The Components of a Stroke System of Care1

Components of the stroke care system. These are Pre-Event: Primordial prevention and community education; and Primary prevention and outpatient care. Event: EMS; Acute care; Rehabilitation and recovery; and telemedicine for stroke. Post-Event: Ongoing secondary prevention.

Funded states are working on improving the care given to patients experiencing a stroke from the onset of stroke symptoms. States will be working with emergency medical services (EMS) agencies to improve EMS care for suspected cases of stroke, the transition from EMS to hospital care, hospital care, and the transition from hospital to the next care setting.

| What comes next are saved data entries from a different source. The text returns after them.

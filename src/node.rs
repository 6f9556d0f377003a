//! A running peer: inbound server plus the background workers, tied to one
//! cancellation token.

use crate::config::NodeConfig;
use crate::directory::PeerDirectory;
use crate::handlers::NeighborHandler;
use crate::mesh::Mesh;
use crate::messaging::{LogObserver, Observer, RandomTokens, TokenSource};
use crate::server_loop::serve_inbound;
use crate::table::ConnectionTable;
use crate::workers::run_workers;
use std::io;
use std::net::SocketAddr;
use std::sync::Arc;
use std::time::Duration;
use thiserror::Error;
use tokio::net::TcpListener;
use tokio::sync::Mutex;
use tokio::task::{self, JoinHandle};
use tokio::time;
use tracing::{error, info, warn};

#[derive(Debug, Error)]
pub enum NodeError {
    #[error("failed to bind {addr}: {source}")]
    Bind {
        addr: String,
        #[source]
        source: io::Error,
    },
    #[error("listener has no local address: {0}")]
    LocalAddr(#[source] io::Error),
    #[error("node already started")]
    AlreadyStarted,
    #[error("inbound server failed: {0}")]
    Serve(#[from] tonic::transport::Error),
    #[error("shutdown did not finish within {0:?}")]
    ShutdownTimeout(Duration),
}

type ServerHandle = JoinHandle<Result<(), tonic::transport::Error>>;

pub struct Node {
    mesh: Mesh,
    local_addr: SocketAddr,
    listener: Mutex<Option<TcpListener>>,
    server: Mutex<Option<ServerHandle>>,
    workers: Mutex<Option<JoinHandle<()>>>,
}

impl Node {
    /// Bind the configured listen address with the default observer and
    /// token source.
    pub async fn bind(config: NodeConfig, directory: PeerDirectory) -> Result<Self, NodeError> {
        let addr = config.listen_addr();
        let listener = TcpListener::bind(&addr)
            .await
            .map_err(|source| NodeError::Bind { addr, source })?;

        Self::with_listener(
            config,
            directory,
            listener,
            Arc::new(LogObserver),
            Arc::new(RandomTokens::default()),
        )
    }

    pub fn with_listener(
        config: NodeConfig,
        directory: PeerDirectory,
        listener: TcpListener,
        observer: Arc<dyn Observer>,
        tokens: Arc<dyn TokenSource>,
    ) -> Result<Self, NodeError> {
        let local_addr = listener.local_addr().map_err(NodeError::LocalAddr)?;

        Ok(Self {
            mesh: Mesh::new(config, directory, observer, tokens),
            local_addr,
            listener: Mutex::new(Some(listener)),
            server: Mutex::new(None),
            workers: Mutex::new(None),
        })
    }

    pub fn local_addr(&self) -> SocketAddr {
        self.local_addr
    }

    pub fn table(&self) -> &ConnectionTable {
        &self.mesh.table
    }

    /// Serve and run the workers. Returns once [`Node::stop`] has been
    /// called.
    pub async fn start(&self) -> Result<(), NodeError> {
        let listener = self
            .listener
            .lock()
            .await
            .take()
            .ok_or(NodeError::AlreadyStarted)?;

        info!(
            node = %self.mesh.local(),
            address = %self.local_addr,
            candidates = self.mesh.directory.candidates().len(),
            "Node started"
        );

        let handler = NeighborHandler::new(
            self.mesh.local().clone(),
            self.mesh.observer.clone(),
            self.mesh.shutdown.clone(),
        );
        let server = task::spawn(serve_inbound(listener, handler, self.mesh.shutdown.clone()));
        let workers = task::spawn(run_workers(self.mesh.clone()));

        *self.server.lock().await = Some(server);
        *self.workers.lock().await = Some(workers);

        self.mesh.shutdown.cancelled().await;
        Ok(())
    }

    /// Cancel everything, let inbound streams drain, close outbound
    /// transports and wait for background tasks, all within `deadline`.
    pub async fn stop(&self, deadline: Duration) -> Result<(), NodeError> {
        info!(node = %self.mesh.local(), "Shutting down");
        self.mesh.shutdown.cancel();

        let server = self.server.lock().await.take();
        let workers = self.workers.lock().await.take();
        let aborts: Vec<_> = server
            .iter()
            .map(|h| h.abort_handle())
            .chain(workers.iter().map(|h| h.abort_handle()))
            .collect();

        let graceful = async {
            let served = match server {
                Some(server) => server.await.unwrap_or_else(|e| {
                    error!(error = %e, "Inbound server task failed");
                    Ok(())
                }),
                None => Ok(()),
            };

            let mut closed = self.mesh.close_all().await;
            if let Some(workers) = workers {
                if let Err(e) = workers.await {
                    error!(error = %e, "Worker task failed");
                }
            }
            self.mesh.tracker.close();
            self.mesh.tracker.wait().await;
            // Anything a worker recorded while winding down.
            closed += self.mesh.close_all().await;

            (served, closed)
        };

        match time::timeout(deadline, graceful).await {
            Ok((served, closed)) => {
                info!(closed, "Shutdown complete");
                served.map_err(NodeError::from)
            }
            Err(_) => {
                for abort in aborts {
                    abort.abort();
                }
                let closed = self.mesh.close_all().await;
                warn!(closed, deadline = ?deadline, "Shutdown deadline exceeded, tasks aborted");
                Err(NodeError::ShutdownTimeout(deadline))
            }
        }
    }
}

States are required to evaluate the effectiveness of implemented in-hospital and EMS QI interventions and transition from EMS to hospital; and transition of care (TOC) protocols from hospital to TOC systems (e.g. long term care facility, rehabilitation center, primary care provider, etc.).

CDC’s PCNASP has a long history of working collaboratively with the Joint Commission and the American Heart/Stroke Associations to provide the best quality care for acute stroke patients.

Additionally, the CDC and American Heart Association (AHA) have a Memorandum of Understanding (MOU) in place to further enhance our joint work to improve the quality of care for stroke patients across multiple settings. Learn more about this MOU.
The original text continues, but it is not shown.